Gunasekaran and colleagues also found that COPD patients who admitted marijuana use had an 11.8% lower risk of pneumonia (OR 0.882, 95% CI 0.806-0.964, P=0.0059).
“Among hospitalized patients with a diagnosis of COPD, marijuana users had statistically significant lower odds of in-hospital mortality and pneumonia compared to non-marijuana users,” Gunasekaran reported in his poster presentation.
“The association between marijuana use and these favorable outcomes deserves further study to understand the interaction between marijuana use and COPD, as this can have significant public health impact,” he said.
Yili Huang, DO, director of the Pain Management Center at Northwell Health’s Phelps Hospital in Sleepy Hollow, New York, told MedPage Today, “Interestingly, studies have shown that marijuana smoking is associated with increased lung capacity. It is possible that cannabis can initially help open airways in the lungs and have an anti-inflammatory effect.

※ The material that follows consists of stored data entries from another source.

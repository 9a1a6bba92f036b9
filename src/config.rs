//! Configuration for energenie
//!
//! Centralized configuration with sensible defaults.

use std::fmt;
use std::str::FromStr;
use std::time::Duration;

use crate::error::EnergenieError;

/// Default device address
pub const DEFAULT_ADDRESS: &str = "192.168.3.200";

/// Default TCP port of the native protocol
pub const DEFAULT_PORT: u16 = 5000;

/// Factory password of the device
pub const DEFAULT_PASSWORD: &str = "1";

/// Main configuration for talking to one power strip
#[derive(Debug, Clone)]
pub struct Config {
    // -------------------------------------------------------------------------
    // Device Configuration
    // -------------------------------------------------------------------------
    /// Host name or IP address of the power strip
    pub address: String,

    /// Port used by the native protocol (ignored by the HTTP transport)
    pub port: u16,

    /// Login password, at most 8 bytes for the native protocol
    pub password: String,

    /// Which transport to talk to the device with
    pub transport: Transport,

    // -------------------------------------------------------------------------
    // Network Configuration
    // -------------------------------------------------------------------------
    /// TCP connect timeout (milliseconds, must be > 0)
    pub connect_timeout_ms: u64,

    /// Per-read deadline inside a session (milliseconds, 0 = blocking)
    ///
    /// The HTTP transport has a single per-request deadline, the sum of the
    /// read and write timeouts; it is disabled if either of them is 0.
    pub read_timeout_ms: u64,

    /// Per-write deadline inside a session (milliseconds, 0 = blocking)
    pub write_timeout_ms: u64,
}

/// Transport used to reach the device
#[derive(Debug, Clone, Copy, PartialEq, Eq, Default)]
pub enum Transport {
    /// Binary challenge-response protocol over TCP
    #[default]
    Native,

    /// HTML scraping of the device's web interface
    Http,
}

impl FromStr for Transport {
    type Err = EnergenieError;

    fn from_str(s: &str) -> Result<Self, Self::Err> {
        match s.trim().to_ascii_lowercase().as_str() {
            "native" => Ok(Transport::Native),
            "http" => Ok(Transport::Http),
            other => Err(EnergenieError::Config(format!(
                "Unsupported protocol {:?}. Valid values are \"native\" and \"http\"",
                other
            ))),
        }
    }
}

impl fmt::Display for Transport {
    fn fmt(&self, f: &mut fmt::Formatter<'_>) -> fmt::Result {
        match self {
            Transport::Native => f.write_str("native"),
            Transport::Http => f.write_str("http"),
        }
    }
}

impl Default for Config {
    fn default() -> Self {
        Self {
            address: DEFAULT_ADDRESS.to_string(),
            port: DEFAULT_PORT,
            password: DEFAULT_PASSWORD.to_string(),
            transport: Transport::Native,
            connect_timeout_ms: 4000,
            read_timeout_ms: 5000,
            write_timeout_ms: 5000,
        }
    }
}

impl Config {
    /// Create a new config builder
    pub fn builder() -> ConfigBuilder {
        ConfigBuilder::default()
    }

    /// Check the settings that cannot be caught by types alone
    pub fn validate(&self) -> Result<(), EnergenieError> {
        if self.connect_timeout_ms == 0 {
            return Err(EnergenieError::Config(
                "connect timeout must be greater than 0 ms".to_string(),
            ));
        }
        Ok(())
    }

    /// Deadline for one whole HTTP request, `None` when reads or writes block
    pub fn http_request_timeout(&self) -> Option<Duration> {
        if self.read_timeout_ms == 0 || self.write_timeout_ms == 0 {
            None
        } else {
            Some(Duration::from_millis(
                self.read_timeout_ms.saturating_add(self.write_timeout_ms),
            ))
        }
    }
}

/// Builder for Config
#[derive(Default)]
pub struct ConfigBuilder {
    config: Config,
}

impl ConfigBuilder {
    /// Set the device address
    pub fn address(mut self, address: impl Into<String>) -> Self {
        self.config.address = address.into();
        self
    }

    /// Set the native protocol port
    pub fn port(mut self, port: u16) -> Self {
        self.config.port = port;
        self
    }

    /// Set the login password
    pub fn password(mut self, password: impl Into<String>) -> Self {
        self.config.password = password.into();
        self
    }

    /// Set the transport
    pub fn transport(mut self, transport: Transport) -> Self {
        self.config.transport = transport;
        self
    }

    /// Set the connect timeout (in milliseconds)
    pub fn connect_timeout_ms(mut self, ms: u64) -> Self {
        self.config.connect_timeout_ms = ms;
        self
    }

    /// Set the read timeout (in milliseconds)
    pub fn read_timeout_ms(mut self, ms: u64) -> Self {
        self.config.read_timeout_ms = ms;
        self
    }

    /// Set the write timeout (in milliseconds)
    pub fn write_timeout_ms(mut self, ms: u64) -> Self {
        self.config.write_timeout_ms = ms;
        self
    }

    pub fn build(self) -> Config {
        self.config
    }
}
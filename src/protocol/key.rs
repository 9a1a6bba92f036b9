//! Session key
//!
//! The key is the login password, space-padded to exactly eight bytes.

use std::fmt;

use crate::error::{EnergenieError, Result};

/// Size of the derived key in bytes
pub const KEY_SIZE: usize = 8;

/// Eight-byte secret derived from the login password
#[derive(Clone, Copy, PartialEq, Eq)]
pub struct Key([u8; KEY_SIZE]);

impl Key {
    /// Derive a key from a password of at most 8 bytes
    pub fn derive(password: &str) -> Result<Self> {
        let raw = password.as_bytes();
        if raw.len() > KEY_SIZE {
            return Err(EnergenieError::Config(format!(
                "Password too long: {} bytes (max {})",
                raw.len(),
                KEY_SIZE
            )));
        }

        let mut key = [b' '; KEY_SIZE];
        key[..raw.len()].copy_from_slice(raw);
        Ok(Key(key))
    }

    /// Raw key bytes
    pub fn as_bytes(&self) -> &[u8; KEY_SIZE] {
        &self.0
    }

    #[inline]
    pub(crate) fn byte(&self, index: usize) -> u8 {
        self.0[index]
    }
}

impl fmt::Debug for Key {
    fn fmt(&self, f: &mut fmt::Formatter<'_>) -> fmt::Result {
        f.write_str("Key(..)")
    }
}

#[cfg(test)]
mod tests {
    use super::*;

    #[test]
    fn test_debug_hides_key_bytes() {
        let key = Key::derive("hunter2").unwrap();
        assert_eq!(format!("{:?}", key), "Key(..)");
    }

    #[test]
    fn test_exactly_eight_bytes_is_not_padded() {
        let key = Key::derive("abcdefgh").unwrap();
        assert_eq!(key.as_bytes(), b"abcdefgh");
    }
}
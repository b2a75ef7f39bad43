//! Outgoing notification channels.
//!
//! Subscribers speak to users through these channels. The core treats them
//! as opaque sinks that either accept a message or fail with
//! [`DeliveryError::DeliveryFailed`].
//!
//! - [`Mailer`]: Sends an e-mail body to a recipient ([`HttpMailer`])
//! - [`Notifier`]: Pushes a short message to a device topic ([`PushNotifier`])

mod mailer;
mod push_notifier;

use futures::future::BoxFuture;
use thiserror::Error;

pub use crate::notifications::mailer::HttpMailer;
pub use crate::notifications::push_notifier::PushNotifier;

/// Errors raised by a notification channel.
#[derive(Error, Debug, Clone, PartialEq, Eq)]
pub enum DeliveryError {
    /// The channel could not deliver the message.
    #[error("delivery failed on {channel}: {reason}")]
    DeliveryFailed {
        /// Name of the channel that failed
        channel: String,
        /// Why the delivery failed
        reason: String,
    },
}

impl DeliveryError {
    /// Builds a [`DeliveryError::DeliveryFailed`] for `channel`.
    pub fn failed(channel: &str, reason: impl ToString) -> Self {
        DeliveryError::DeliveryFailed {
            channel: channel.to_owned(),
            reason: reason.to_string(),
        }
    }
}

/// Channel sending e-mails.
pub trait Mailer: Send + Sync {
    /// Sends `body` to `recipient`.
    fn send_mail<'a>(
        &'a self,
        recipient: &'a str,
        body: &'a str,
    ) -> BoxFuture<'a, Result<(), DeliveryError>>;
}

/// Channel pushing short messages.
pub trait Notifier: Send + Sync {
    /// Pushes `message`.
    fn notify<'a>(&'a self, message: &'a str) -> BoxFuture<'a, Result<(), DeliveryError>>;
}
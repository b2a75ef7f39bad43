//! Weather alert kinds.
//!
//! This module provides the [`AlertKind`] enum, the closed catalog of weather
//! alerts the notifier knows about, and the [`AlertSet`] alias used to carry
//! the alerts active at one point in time.

use std::{collections::BTreeSet, fmt};

use serde::Deserialize;

/// A weather alert kind.
///
/// Kinds are plain values: they carry no notification text. Every channel
/// formats its own message from the kinds it receives.
///
/// # Examples
///
/// ```no_run
/// let kind = AlertKind::Storm;
/// assert_eq!(kind.to_string(), "storm");
/// ```
#[derive(Clone, Copy, Debug, PartialEq, Eq, Hash, PartialOrd, Ord, Deserialize)]
#[serde(rename_all = "lowercase")]
pub enum AlertKind {
    /// Storm or thunderstorm warning
    Storm,
    /// Hail warning
    Hail,
}

impl AlertKind {
    /// Returns every known alert kind.
    pub fn all() -> &'static [AlertKind] {
        &[Self::Storm, Self::Hail]
    }
}

impl fmt::Display for AlertKind {
    fn fmt(&self, f: &mut fmt::Formatter) -> fmt::Result {
        match self {
            Self::Storm => write!(f, "storm"),
            Self::Hail => write!(f, "hail"),
        }
    }
}

/// Set of alerts active at one point in time.
///
/// An ordered set is used so logs and messages list alerts in a stable order,
/// the order itself has no meaning.
pub type AlertSet = BTreeSet<AlertKind>;

#[cfg(test)]
mod tests {
    use super::*;

    #[test]
    fn test_display() {
        assert_eq!(AlertKind::Storm.to_string(), "storm");
        assert_eq!(AlertKind::Hail.to_string(), "hail");
    }

    #[test]
    fn test_all_contains_every_kind() {
        let all: AlertSet = AlertKind::all().iter().copied().collect();
        assert_eq!(all.len(), 2);
        assert!(all.contains(&AlertKind::Storm));
        assert!(all.contains(&AlertKind::Hail));
    }

    #[test]
    fn test_alert_set_has_no_duplicates() {
        let alerts: AlertSet = [AlertKind::Hail, AlertKind::Storm, AlertKind::Hail]
            .into_iter()
            .collect();
        assert_eq!(alerts.len(), 2);
    }

    #[test]
    fn test_deserialize_lowercase() {
        let kinds: Vec<AlertKind> = serde_json::from_str(r#"["storm", "hail"]"#).unwrap();
        assert_eq!(kinds, vec![AlertKind::Storm, AlertKind::Hail]);
    }
}
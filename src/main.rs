//! Nimbus - A weather alert notifier.
//!
//! Nimbus polls a weather alert service, keeps track of which alerts are
//! active and tells every registered user when that changes.
//!
//! # Overview
//!
//! On every tick the current alerts are fetched and compared with the last
//! known ones. The difference (alerts that started and alerts that ended) is
//! handed to each user, who forwards it to the reactions they subscribed to.
//!
//! # Features
//!
//! - **Mail**: A summary of the alerts that started and ended
//! - **Push**: One short piece of advice per new alert, on the user's device topic
//! - **Outfit Suggestion**: The user's outfit suggestion is recomputed on every change
//! - **Failure Isolation**: A failing channel never prevents the other ones from running
//! - **YAML Configuration**: Simple configuration file format with environment variable support
//!
//! # Configuration
//!
//! Create a `config.yaml` file with your settings:
//!
//! ```yaml
//! weather:
//!   url: "https://weather.example.com"
//!   api_key: "your-api-key"
//!   location: "Buenos Aires"
//!   polling_interval: 86400
//!
//! mail:
//!   url: "https://mail-relay.example.com/send"
//!
//! push:
//!   url: "https://ntfy.sh"
//!
//! users:
//!   - id: "alice"
//!     email: "alice@example.com"
//!     push_topic: "alice-weather"
//!     subscriptions: [mail, push, suggestion]
//! ```
//!
//! # Environment Variable Overrides
//!
//! Override any configuration value using environment variables with the `NIMBUS_` prefix:
//!
//! ```bash
//! export NIMBUS_WEATHER__API_KEY="your-api-key"
//! export NIMBUS_WEATHER__POLLING_INTERVAL=3600
//! export NIMBUS_DISPATCH__CONCURRENT_USERS=true
//! ```
//!
//! # Usage
//!
//! ```bash
//! # Refresh forever
//! nimbus --config config.yaml
//!
//! # Refresh once and exit
//! nimbus --config config.yaml --once
//! ```
//!
//! # Logging
//!
//! Logs are written through `env_logger` at `info` level unless `RUST_LOG`
//! says otherwise.

use clap::Parser;
use env_logger::Env;
use log::{error, info};

use crate::{config::Config, scheduler::Scheduler};

mod alerts;
mod config;
mod dispatch;
mod notifications;
mod scheduler;
mod subscribers;
mod suggestions;
mod users;
mod weather;

/// Command line arguments.
#[derive(Parser, Debug)]
#[command(version, about, long_about = None)]
struct Args {
    /// Path to the YAML configuration file
    #[arg(short, long)]
    config: String,

    /// Run a single refresh cycle and exit
    #[arg(long)]
    once: bool,
}

#[tokio::main]
async fn main() {
    // Put logger at info level by default
    let env = Env::default().filter_or("RUST_LOG", "info");
    env_logger::init_from_env(env);

    info!("Starting nimbus {}...", env!("CARGO_PKG_VERSION"));

    let args = Args::parse();

    let config = match Config::load(&args.config) {
        Ok(cfg) => cfg,
        Err(e) => {
            error!("Failed to load config file: {}", e);
            return;
        }
    };

    let scheduler = match Scheduler::from_config(config).await {
        Ok(s) => s,
        Err(e) => {
            error!("Failed to initialize scheduler: {}", e);
            return;
        }
    };

    if args.once {
        match scheduler.run_cycle().await {
            Ok(report) => info!(
                "{}/{} users notified, {} failures",
                report.notified,
                report.users,
                report.failures.len()
            ),
            Err(_) => std::process::exit(1),
        }
        return;
    }

    scheduler.start().await;
}
//! Directory of the users to notify.

use std::sync::Arc;

use log::info;
use tokio::sync::Mutex;

use crate::users::User;

/// Source of the users iterated on every refresh cycle.
pub trait UserDirectory {
    /// Lists the users to notify. The order carries no meaning.
    async fn list_users(&self) -> Vec<Arc<User>>;
}

/// In-memory [`UserDirectory`].
///
/// Users are shared through [`Arc`], so subscriptions changed on a listed
/// user are seen by the next cycle.
#[derive(Default)]
pub struct UserRepository {
    users: Mutex<Vec<Arc<User>>>,
}

impl UserRepository {
    /// Creates an empty repository.
    pub fn new() -> Self {
        UserRepository::default()
    }

    /// Adds `user`, replacing any user registered with the same id.
    pub async fn add_user(&self, user: Arc<User>) {
        let mut users = self.users.lock().await;
        users.retain(|u| u.id != user.id);

        info!("registered user {}", user.id);
        users.push(user);
    }

    /// Removes the user with `user_id`.
    ///
    /// # Returns
    ///
    /// The removed user, if there was one.
    pub async fn remove_user(&self, user_id: &str) -> Option<Arc<User>> {
        let mut users = self.users.lock().await;
        let position = users.iter().position(|u| u.id == user_id)?;

        info!("removed user {}", user_id);
        Some(users.remove(position))
    }

    /// Returns the user with `user_id`.
    #[cfg(test)]
    pub async fn get_user(&self, user_id: &str) -> Option<Arc<User>> {
        self.users
            .lock()
            .await
            .iter()
            .find(|u| u.id == user_id)
            .map(Arc::clone)
    }
}

impl UserDirectory for UserRepository {
    async fn list_users(&self) -> Vec<Arc<User>> {
        self.users.lock().await.clone()
    }
}
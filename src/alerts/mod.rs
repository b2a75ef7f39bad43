//! Weather alert catalog and registry.
//!
//! This module provides the value types describing weather alerts and the
//! registry tracking which of them are active:
//!
//! - [`AlertKind`]: One member of the closed catalog of alerts (storm, hail)
//! - [`AlertSet`]: The alerts active at one point in time
//! - [`AlertDelta`]: What appeared and disappeared between two refreshes
//! - [`AlertRegistry`]: Owns the current [`AlertSet`] and computes deltas
//!
//! # Example Usage
//!
//! ```no_run
//! let registry = AlertRegistry::new();
//!
//! registry.refresh(AlertSet::from([AlertKind::Storm])).await;
//! let delta = registry
//!     .refresh(AlertSet::from([AlertKind::Storm, AlertKind::Hail]))
//!     .await;
//!
//! assert_eq!(delta.added, AlertSet::from([AlertKind::Hail]));
//! ```

mod alert_delta;
mod alert_kind;
mod alert_registry;

pub use crate::alerts::alert_delta::AlertDelta;
pub use crate::alerts::{
    alert_kind::{AlertKind, AlertSet},
    alert_registry::AlertRegistry,
};
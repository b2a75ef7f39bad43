//! Difference between two consecutive alert sets.

use std::fmt;

use crate::alerts::AlertSet;

/// Alerts that appeared and disappeared between two refreshes.
///
/// This is the single event shape handed to every subscriber. Subscribers
/// that only care about one kind check `added` or `removed` themselves.
#[derive(Clone, Debug, Default, PartialEq, Eq)]
pub struct AlertDelta {
    /// Alerts active now that were not active before
    pub added: AlertSet,
    /// Alerts active before that are no longer active
    pub removed: AlertSet,
}

impl AlertDelta {
    /// Computes the delta going from `previous` to `next`.
    ///
    /// # Examples
    ///
    /// ```no_run
    /// let previous = AlertSet::from([AlertKind::Storm]);
    /// let next = AlertSet::from([AlertKind::Hail]);
    /// let delta = AlertDelta::between(&previous, &next);
    /// assert_eq!(delta.added, AlertSet::from([AlertKind::Hail]));
    /// assert_eq!(delta.removed, AlertSet::from([AlertKind::Storm]));
    /// ```
    pub fn between(previous: &AlertSet, next: &AlertSet) -> Self {
        AlertDelta {
            added: next.difference(previous).copied().collect(),
            removed: previous.difference(next).copied().collect(),
        }
    }

    /// Returns `true` when nothing changed.
    pub fn is_empty(&self) -> bool {
        self.added.is_empty() && self.removed.is_empty()
    }
}

impl fmt::Display for AlertDelta {
    fn fmt(&self, f: &mut fmt::Formatter) -> fmt::Result {
        write!(f, "added={:?}, removed={:?}", self.added, self.removed)
    }
}
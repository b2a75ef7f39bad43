//! Response structures for the weather service API.

use serde::Deserialize;
use std::fmt;

/// Response from `/api/alerts?location={location}`.
///
/// Alert identifiers are provider specific strings, they are mapped to
/// [`crate::alerts::AlertKind`] by [`crate::weather::WeatherSync`].
#[derive(Deserialize, Debug, Default)]
pub struct AlertsResponse {
    /// Identifiers of the alerts currently issued.
    #[serde(rename = "CurrentAlerts", default)]
    pub current_alerts: Vec<String>,
}

impl fmt::Display for AlertsResponse {
    fn fmt(&self, f: &mut fmt::Formatter) -> fmt::Result {
        write!(f, "current_alerts={:?}", self.current_alerts)
    }
}
//! Push notifications through a topic based push server.

use std::time::Duration;

use futures::{FutureExt, future::BoxFuture};
use log::{debug, info};
use reqwest::Client;

use crate::notifications::{DeliveryError, Notifier};

const CHANNEL: &str = "push";

/// Pushes plain text messages to a topic of a push server.
///
/// Each message is posted as the request body to `{url}/{topic}`, the way
/// ntfy-like servers expect it. One notifier is bound to one topic, usually
/// the topic a single user listens on.
pub struct PushNotifier {
    /// Push server url
    url: String,
    /// Topic the messages are published to
    topic: String,
    /// HTTP client
    client: Client,
}

impl PushNotifier {
    /// Create a new [PushNotifier].
    ///
    /// # Arguments
    ///
    /// * `url` - Base URL of the push server.
    /// * `topic` - Topic to publish to.
    /// * `timeout` - Request timeout in seconds.
    ///
    /// # Errors
    ///
    /// Returns an error if the HTTP client cannot be initialized.
    pub fn new(url: &str, topic: &str, timeout: u64) -> Result<Self, reqwest::Error> {
        let client = Client::builder()
            .timeout(Duration::from_secs(timeout))
            .build()?;

        Ok(PushNotifier {
            url: url.to_string(),
            topic: topic.to_string(),
            client,
        })
    }

    async fn publish(&self, message: &str) -> Result<(), reqwest::Error> {
        let url = format!("{}/{}", &self.url, &self.topic);
        debug!("publish {:?} to {}", message, &url);

        self.client
            .post(&url)
            .body(message.to_owned())
            .send()
            .await?
            .error_for_status()?;

        Ok(())
    }
}

impl Notifier for PushNotifier {
    fn notify<'a>(&'a self, message: &'a str) -> BoxFuture<'a, Result<(), DeliveryError>> {
        async move {
            self.publish(message)
                .await
                .map_err(|e| DeliveryError::failed(CHANNEL, e))?;

            info!("push notification sent to topic {}", &self.topic);
            Ok(())
        }
        .boxed()
    }
}
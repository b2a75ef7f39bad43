//! Push notification reaction to new alerts.

use std::sync::Arc;

use futures::{FutureExt, future::BoxFuture};
use log::{debug, warn};

use crate::{
    alerts::{AlertDelta, AlertKind},
    notifications::{DeliveryError, Notifier},
    subscribers::Subscriber,
    users::User,
};

/// Pushes one short piece of advice for every alert that just started.
///
/// Ended alerts are not pushed. A failed push doesn't stop the pushes of
/// the other new alerts. The notifier is usually bound to the device topic
/// of a single user, so one instance is created per user.
pub struct PushSubscriber {
    notifier: Arc<dyn Notifier>,
}

impl PushSubscriber {
    /// Creates a subscriber pushing through `notifier`.
    pub fn new(notifier: Arc<dyn Notifier>) -> Self {
        PushSubscriber { notifier }
    }

    /// Push text for a newly active alert.
    fn message(kind: AlertKind) -> &'static str {
        match kind {
            AlertKind::Storm => "Take an umbrella!",
            AlertKind::Hail => "Don't take the car out!",
        }
    }
}

impl Subscriber for PushSubscriber {
    fn name(&self) -> &str {
        "push"
    }

    fn on_alerts_changed<'a>(
        &'a self,
        user: &'a User,
        delta: &'a AlertDelta,
    ) -> BoxFuture<'a, Result<(), DeliveryError>> {
        async move {
            if delta.added.is_empty() {
                debug!("no new alert, nothing to push for user {}", user.id);
                return Ok(());
            }

            // The first failure is returned, later ones only logged
            let mut first_error = None;
            for kind in &delta.added {
                if let Err(e) = self.notifier.notify(Self::message(*kind)).await {
                    if first_error.is_none() {
                        first_error = Some(e);
                    } else {
                        warn!("push of {} alert failed for user {}: {}", kind, user.id, e);
                    }
                }
            }
            first_error.map_or(Ok(()), Err)
        }
        .boxed()
    }
}
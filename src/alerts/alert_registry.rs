//! Registry of the weather alerts currently active.
//!
//! This module provides the [`AlertRegistry`], the single source of truth for
//! "which alerts are active right now". It is a live snapshot, not a log.

use log::{debug, info};
use tokio::sync::Mutex;

use crate::alerts::{AlertDelta, AlertSet};

/// Holds the current set of active alerts and computes what changed on refresh.
///
/// The registry does not fetch alerts and does not notify anybody: the caller
/// hands it the latest set and decides what to do with the returned
/// [`AlertDelta`].
///
/// # Thread Safety
///
/// The current set lives behind a mutex held for the whole read-modify-write
/// of [`AlertRegistry::refresh`], so concurrent refreshes never interleave and
/// a delta is always computed against the snapshot it replaces.
///
/// # Examples
///
/// ```no_run
/// let registry = AlertRegistry::new();
/// let delta = registry.refresh(AlertSet::from([AlertKind::Storm])).await;
/// assert!(delta.added.contains(&AlertKind::Storm));
/// ```
#[derive(Debug, Default)]
pub struct AlertRegistry {
    /// Alerts active since the last refresh
    current: Mutex<AlertSet>,
}

impl AlertRegistry {
    /// Creates an empty registry.
    pub fn new() -> Self {
        AlertRegistry {
            current: Mutex::new(AlertSet::new()),
        }
    }

    /// Replaces the current alerts with `new_alerts` and returns what changed.
    ///
    /// # Arguments
    ///
    /// * `new_alerts` - The alerts the weather provider reports as active now
    ///
    /// # Returns
    ///
    /// The [`AlertDelta`] between the previous set and `new_alerts`. It is
    /// empty when both sets are identical.
    pub async fn refresh(&self, new_alerts: AlertSet) -> AlertDelta {
        let mut current = self.current.lock().await;

        let delta = AlertDelta::between(&current, &new_alerts);
        *current = new_alerts;

        if delta.is_empty() {
            debug!("alerts unchanged {:?}", *current);
        } else {
            info!("alerts changed: {}", delta);
        }

        delta
    }

    /// Returns a copy of the alerts currently active.
    pub async fn current(&self) -> AlertSet {
        self.current.lock().await.clone()
    }
}
//! Weather provider integration.
//!
//! This module fetches the alerts currently issued by a weather service and
//! turns them into the notifier's own [`AlertSet`].
//!
//! # Modules
//!
//! - `requester` - HTTP client for the weather service alert endpoint
//! - `response_structs` - Data structures for the weather service responses
//! - `sync` - Adapter converting provider identifiers into [`crate::alerts::AlertKind`]
//!
//! # Examples
//!
//! ```no_run
//! let requester = AlertsRequester::new("https://weather.example.com", "api_key", "Buenos Aires", 10).unwrap();
//! let weather_sync = WeatherSync::new(requester);
//! let alerts = weather_sync.fetch_current_alerts().await.unwrap();
//! ```

mod requester;
mod response_structs;
mod sync;

use mockall::automock;
use thiserror::Error;

use crate::alerts::AlertSet;

pub use crate::weather::requester::AlertsRequester;
pub use crate::weather::sync::WeatherSync;

/// Errors that can occur while reading alerts from a weather provider.
#[derive(Error, Debug, Clone, PartialEq, Eq)]
pub enum WeatherError {
    /// The weather service could not be reached or answered garbage.
    ///
    /// The refresh cycle is skipped and retried on the next tick.
    #[error("weather provider unavailable: {0}")]
    ProviderUnavailable(String),
    /// The weather service reported an alert identifier with no known kind.
    ///
    /// Only the offending entry is dropped.
    #[error("unknown alert kind: {0}")]
    UnknownAlertKind(String),
}

/// Source of the alerts currently active.
#[automock]
pub trait WeatherProvider {
    /// Fetches the full set of alerts active right now.
    async fn fetch_current_alerts(&self) -> Result<AlertSet, WeatherError>;
}
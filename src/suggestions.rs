//! Daily outfit suggestions.
//!
//! Computing an outfit is left to a [`SuggestionGenerator`]. The notifier only
//! decides when a suggestion has to be recomputed and stores the result on
//! the user.

use mockall::automock;

use crate::alerts::AlertDelta;

/// Outfit suggested to a user.
#[derive(Clone, Debug, Default, PartialEq, Eq)]
pub struct Suggestion {
    /// Garments and accessories, in wearing order
    pub outfit: Vec<String>,
}

/// Computes outfit suggestions.
#[automock]
pub trait SuggestionGenerator {
    /// Computes the suggestion for `user_id` after `delta` happened.
    fn suggest(&self, user_id: &str, delta: &AlertDelta) -> Suggestion;
}

/// [`SuggestionGenerator`] producing empty outfits.
///
/// Used when no outfit advisor is plugged in.
#[derive(Default)]
pub struct NoopAdvisor;

impl SuggestionGenerator for NoopAdvisor {
    fn suggest(&self, _user_id: &str, _delta: &AlertDelta) -> Suggestion {
        Suggestion::default()
    }
}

This may be part of the reasons that the COPD patients who are marijuana users have lower mortality in this study.”
However, Huang also noted that there are other studies that indicated cannabis use is associated with other lung diseases in patients with COPD.
Additionally, the COPD patients who admitted to using marijuana in the study were younger than the general population, and that could have had an impact on in-hospital mortality, he said.
Huang, who was not involved with the study, suggested that the association between marijuana use and reductions in mortality and pneumonia were likely “more correlation than causation.”
For the study, Gunasekaran and his team performed a retrospective analysis of COPD-associated hospitalizations using the Nationwide Inpatient Sample over the years 2005-2014.
The researchers identified 6,073,862 hospitalizations of people over the age of 18 with COPD using hospital discharge codes. Of that group, 24,546, or 0.4%, were admitted with marijuana use. About 60% of the patients who were admitted with marijuana use were in the age bracket of 50-64, while marijuana use in the group ages 65-79 was about 43%.
Marijuana users were likely to have fewer diagnoses of sepsis and acute respiratory failure, but these differences did not reach statistical significance.
In their abstract discussion of the findings, Gunasekaran and his team wrote, “With increasing marijuana use in our hospitalized population, it is now important to recognize its impact on patients with underlying chronic lung disease.
“Recreational marijuana abuse suffers from reporting bias due to its controversial social and legal nature. Also, administrative databases are prone to coding inaccuracies as they rely on clinician’s documentation and coder’s expertise,” they noted. “Thus, our data might have underestimated the prevalence of marijuana use.”
Last Updated October 21, 2020
Gunasekaran and Huang disclosed no relevant relationships with industry.